Plane emergency lands on Riviera CC's most famous hole
Is it weird to notice prominent golf holes?
This happened Friday in Los Angeles’ Pacific Palisades neighborhood. The engine died on a small plane carrying three people, but the pilot deftly bounced it onto Riviera Country Club, site of the Genesis pro tournament every winter, winding up in front of the tee on the famous short par four tenth hole (315 yards).
Yeah, I know it sounds super Sailerish that I can identify a golf hole from a few seconds of news footage, but, really, it’s an extremely famous hole. E.g., Golf Digest ranked it ninth of the top 100 holes in the United States last year, and in 2020 Golf asked:
Course Rater Confidential: Is Riviera’s 10th hole the greatest short par-4 in the world?
A half century ago, L.A. Times sports columnist Jim Murray called it “a shameless little harlot.”
I sat behind the back bunker for a couple of hours on Sunday at the L.A. Open in 1974, back when there weren’t so many foreign events so all the famous names showed up to pal around with movie stars: Nicklaus, Palmer, Trevino, Player, Miller, etc. A promising youth named Tom Watson seized the lead, but then, insanely, 61-year-old Sam Snead made a huge charge to pull within one on the 17th before falling short to Dave Stockton’s career shot on the final hole.
Usually, there’s a gentle breeze off the Pacific into the face of golfers playing the tenth, but that day there was a howling Santa Ana wind from the north, so a majority of players tried to drive the green, 315 yards away. Tom Weiskopf drove it a mile over the green, about 360 yards, an unheard-of distance 51 years ago.
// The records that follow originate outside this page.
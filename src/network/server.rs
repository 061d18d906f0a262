//! TCP Game Server
//!
//! Async TCP server for the arena. Accepts raw socket connections, assigns
//! each one a player, and runs the authoritative simulation loop: drain
//! client input until the tick deadline, advance the game once, broadcast a
//! snapshot to every connection.
//!
//! All game state lives in the single loop task. Per-connection reader and
//! writer tasks only shuttle bytes; they never touch the simulation.

use std::collections::BTreeMap;
use std::net::SocketAddr;
use std::time::Duration;

use bytes::Bytes;
use tokio::io::{AsyncReadExt, AsyncWriteExt};
use tokio::net::{TcpListener, TcpStream};
use tokio::sync::{broadcast, mpsc};
use tokio::task::JoinHandle;
use tokio::time::{self, Instant};
use tracing::{debug, info, warn};

use crate::game::state::{GameState, PlayerId};
use crate::game::tick::tick;
use crate::network::framer::InputFramer;
use crate::network::protocol::SnapshotEncoder;

/// Port the server listens on unless configured otherwise.
pub const DEFAULT_PORT: u16 = 15466;

/// Server configuration.
#[derive(Debug, Clone)]
pub struct ServerConfig {
    /// Bind address.
    pub bind_addr: SocketAddr,
    /// Tick rate for game simulation (Hz).
    pub tick_rate: u32,
}

impl Default for ServerConfig {
    fn default() -> Self {
        Self {
            bind_addr: SocketAddr::from(([0, 0, 0, 0], DEFAULT_PORT)),
            tick_rate: 60,
        }
    }
}

/// Game server errors.
#[derive(Debug, thiserror::Error)]
pub enum ServerError {
    /// Failed to bind or inspect the listening socket.
    #[error("Failed to bind: {0}")]
    BindFailed(#[from] std::io::Error),
}

/// Requests a running server to stop. Cheap to clone; safe to drop unused.
#[derive(Debug, Clone)]
pub struct ShutdownHandle(broadcast::Sender<()>);

impl ShutdownHandle {
    /// Ask the server loop to exit after its current tick.
    pub fn shutdown(&self) {
        let _ = self.0.send(());
    }
}

/// Everything the game loop hears about from the outside world.
enum ConnEvent {
    /// Listener accepted a new socket.
    Accepted { stream: TcpStream, addr: SocketAddr },
    /// A connection's reader pulled bytes off the wire.
    Data { id: PlayerId, bytes: Bytes },
    /// A connection's reader saw EOF or a socket error.
    Closed { id: PlayerId },
}

/// One live client connection, owned by the game loop.
struct Connection {
    addr: SocketAddr,
    framer: InputFramer,
    /// Outbound frames; the writer task drains this onto the socket.
    frames: mpsc::UnboundedSender<Bytes>,
    reader: JoinHandle<()>,
    writer: JoinHandle<()>,
}

/// The game server.
pub struct GameServer {
    config: ServerConfig,
    listener: TcpListener,
    shutdown_tx: broadcast::Sender<()>,
}

impl GameServer {
    /// Bind the listening socket.
    pub async fn bind(config: ServerConfig) -> Result<Self, ServerError> {
        let listener = TcpListener::bind(config.bind_addr).await?;
        let (shutdown_tx, _) = broadcast::channel(1);

        Ok(Self {
            config,
            listener,
            shutdown_tx,
        })
    }

    /// Address the server is actually listening on (resolves port 0 binds).
    pub fn local_addr(&self) -> Result<SocketAddr, ServerError> {
        Ok(self.listener.local_addr()?)
    }

    /// Handle for stopping the server from another task.
    pub fn shutdown_handle(&self) -> ShutdownHandle {
        ShutdownHandle(self.shutdown_tx.clone())
    }

    /// Run the server until shutdown.
    pub async fn run(self) -> Result<(), ServerError> {
        let Self {
            config,
            listener,
            shutdown_tx,
        } = self;

        info!(
            addr = %listener.local_addr()?,
            tick_rate = config.tick_rate,
            "server listening"
        );

        let (event_tx, mut event_rx) = mpsc::unbounded_channel();

        // Accept task: hands fresh sockets to the game loop and nothing else.
        let accept_tx = event_tx.clone();
        let accept_task = tokio::spawn(async move {
            loop {
                match listener.accept().await {
                    Ok((stream, addr)) => {
                        if accept_tx.send(ConnEvent::Accepted { stream, addr }).is_err() {
                            break;
                        }
                    }
                    Err(e) => warn!(error = %e, "accept failed"),
                }
            }
        });

        let mut game = GameLoop {
            state: GameState::new(),
            connections: BTreeMap::new(),
            event_tx,
        };

        let mut shutdown_rx = shutdown_tx.subscribe();
        let tick_duration = Duration::from_micros(1_000_000 / config.tick_rate as u64);
        let mut last_tick = Instant::now();
        let mut deadline = last_tick + tick_duration;

        'server: loop {
            // Drain connection events until the tick deadline. A deadline
            // already in the past falls through immediately, so a busy wire
            // can delay a tick but never skip one.
            loop {
                tokio::select! {
                    event = event_rx.recv() => match event {
                        Some(event) => game.handle_event(event),
                        None => break 'server,
                    },
                    _ = time::sleep_until(deadline) => break,
                    _ = shutdown_rx.recv() => {
                        info!("shutdown requested");
                        break 'server;
                    }
                }
            }

            let now = Instant::now();
            let cooldown_before = game.state.cooldown;
            tick(&mut game.state, now.duration_since(last_tick).as_secs_f32());
            last_tick = now;
            deadline += tick_duration;

            if cooldown_before <= 0.0 && game.state.cooldown > 0.0 {
                info!(
                    red = game.state.red_zone_health,
                    blue = game.state.blue_zone_health,
                    "round over, cooldown started"
                );
            }

            game.broadcast();
        }

        accept_task.abort();
        for conn in game.connections.into_values() {
            conn.reader.abort();
            conn.writer.abort();
        }

        Ok(())
    }
}

/// The simulation loop's working state: the authoritative game plus every
/// live connection, keyed by player so broadcast order matches roster order.
struct GameLoop {
    state: GameState,
    connections: BTreeMap<PlayerId, Connection>,
    event_tx: mpsc::UnboundedSender<ConnEvent>,
}

impl GameLoop {
    fn handle_event(&mut self, event: ConnEvent) {
        match event {
            ConnEvent::Accepted { stream, addr } => self.accept(stream, addr),
            ConnEvent::Data { id, bytes } => self.receive(id, &bytes),
            ConnEvent::Closed { id } => {
                if self.connections.contains_key(&id) {
                    info!(%id, "client disconnected");
                    self.drop_connection(id);
                }
            }
        }
    }

    /// Register a socket as a player and spawn its I/O tasks.
    fn accept(&mut self, stream: TcpStream, addr: SocketAddr) {
        // Snapshots are tiny and latency matters more than throughput
        if let Err(e) = stream.set_nodelay(true) {
            debug!(%addr, error = %e, "set_nodelay failed");
        }

        let id = self.state.connect();
        let team = self.state.players[&id].team;
        info!(%id, %addr, ?team, "client connected");

        let (read_half, mut write_half) = stream.into_split();

        let event_tx = self.event_tx.clone();
        let reader = tokio::spawn(async move {
            let mut read_half = read_half;
            let mut buf = [0u8; 256];
            loop {
                match read_half.read(&mut buf).await {
                    Ok(0) => break,
                    Ok(n) => {
                        let bytes = Bytes::copy_from_slice(&buf[..n]);
                        if event_tx.send(ConnEvent::Data { id, bytes }).is_err() {
                            break;
                        }
                    }
                    Err(e) => {
                        debug!(%id, error = %e, "read failed");
                        break;
                    }
                }
            }
            let _ = event_tx.send(ConnEvent::Closed { id });
        });

        let (frame_tx, mut frame_rx) = mpsc::unbounded_channel::<Bytes>();
        let writer = tokio::spawn(async move {
            while let Some(frame) = frame_rx.recv().await {
                if write_half.write_all(&frame).await.is_err() {
                    break;
                }
            }
        });

        self.connections.insert(
            id,
            Connection {
                addr,
                framer: InputFramer::new(),
                frames: frame_tx,
                reader,
                writer,
            },
        );
    }

    /// Feed received bytes through the connection's framer and apply every
    /// complete input message. A malformed frame kills the connection.
    fn receive(&mut self, id: PlayerId, bytes: &[u8]) {
        // Bytes racing a disconnect land here with no connection; drop them
        let Some(conn) = self.connections.get_mut(&id) else {
            return;
        };

        conn.framer.extend(bytes);
        let violation = loop {
            match conn.framer.next_input() {
                Ok(Some(input)) => self.state.apply_input(id, input),
                Ok(None) => break None,
                Err(e) => break Some(e),
            }
        };

        if let Some(e) = violation {
            warn!(%id, addr = %conn.addr, error = %e, "protocol violation, disconnecting");
            self.drop_connection(id);
        }
    }

    /// Encode this tick's snapshot once and send each recipient its frame.
    fn broadcast(&mut self) {
        let encoder = SnapshotEncoder::from_state(&self.state);

        let mut dead = Vec::new();
        for (&id, conn) in &self.connections {
            let just_stunned = self
                .state
                .players
                .get(&id)
                .is_some_and(|p| p.just_stunned);
            if conn.frames.send(encoder.frame_for(just_stunned)).is_err() {
                dead.push(id);
            }
        }

        for id in dead {
            debug!(%id, "writer gone, dropping connection");
            self.drop_connection(id);
        }
    }

    /// Remove a connection and its player, stopping both I/O tasks.
    fn drop_connection(&mut self, id: PlayerId) {
        if let Some(conn) = self.connections.remove(&id) {
            conn.reader.abort();
            conn.writer.abort();
            self.state.disconnect(id);
        }
    }
}

// =============================================================================
// TESTS
// =============================================================================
But out of several dozen pros, none could hold the tiny wind-dried green.
Two Scorsese movies involve planes landing on SoCal golf courses: Casino and The Aviator.
Nobody much talks about Scorsese’s comeback movie The Aviator anymore, but, wow, the scene where Howard Hughes attempts to land his experimental aircraft on the Wilshire Country Club …
An even stronger Santa Ana wind on January 7, 2025 burned down much of Pacific Palisades, including the house of a friend who is a member at Riviera. (He was remarkably sanguine about that, seeing it as an opportunity to downsize.)
The fire was halted a few blocks from the golf course.
I’ve often wondered if golf courses serve as fire breaks. In Altadena, which was also ravaged, the trees on the Altadena golf course burned.
I hope the pilot filled in his divot
My favorite short part four is the 17th at TPC Scottsdale. It certainly does not share the same pedigree as Riviera, but I live in the area and it's a lot of fun to watch the Waste Management Open at the 17th Green. It's a drivable green, with water guarding the left and rear. Of course, the 16th hole gets all the publicity, but nobody goes there anymore. It's too crowded.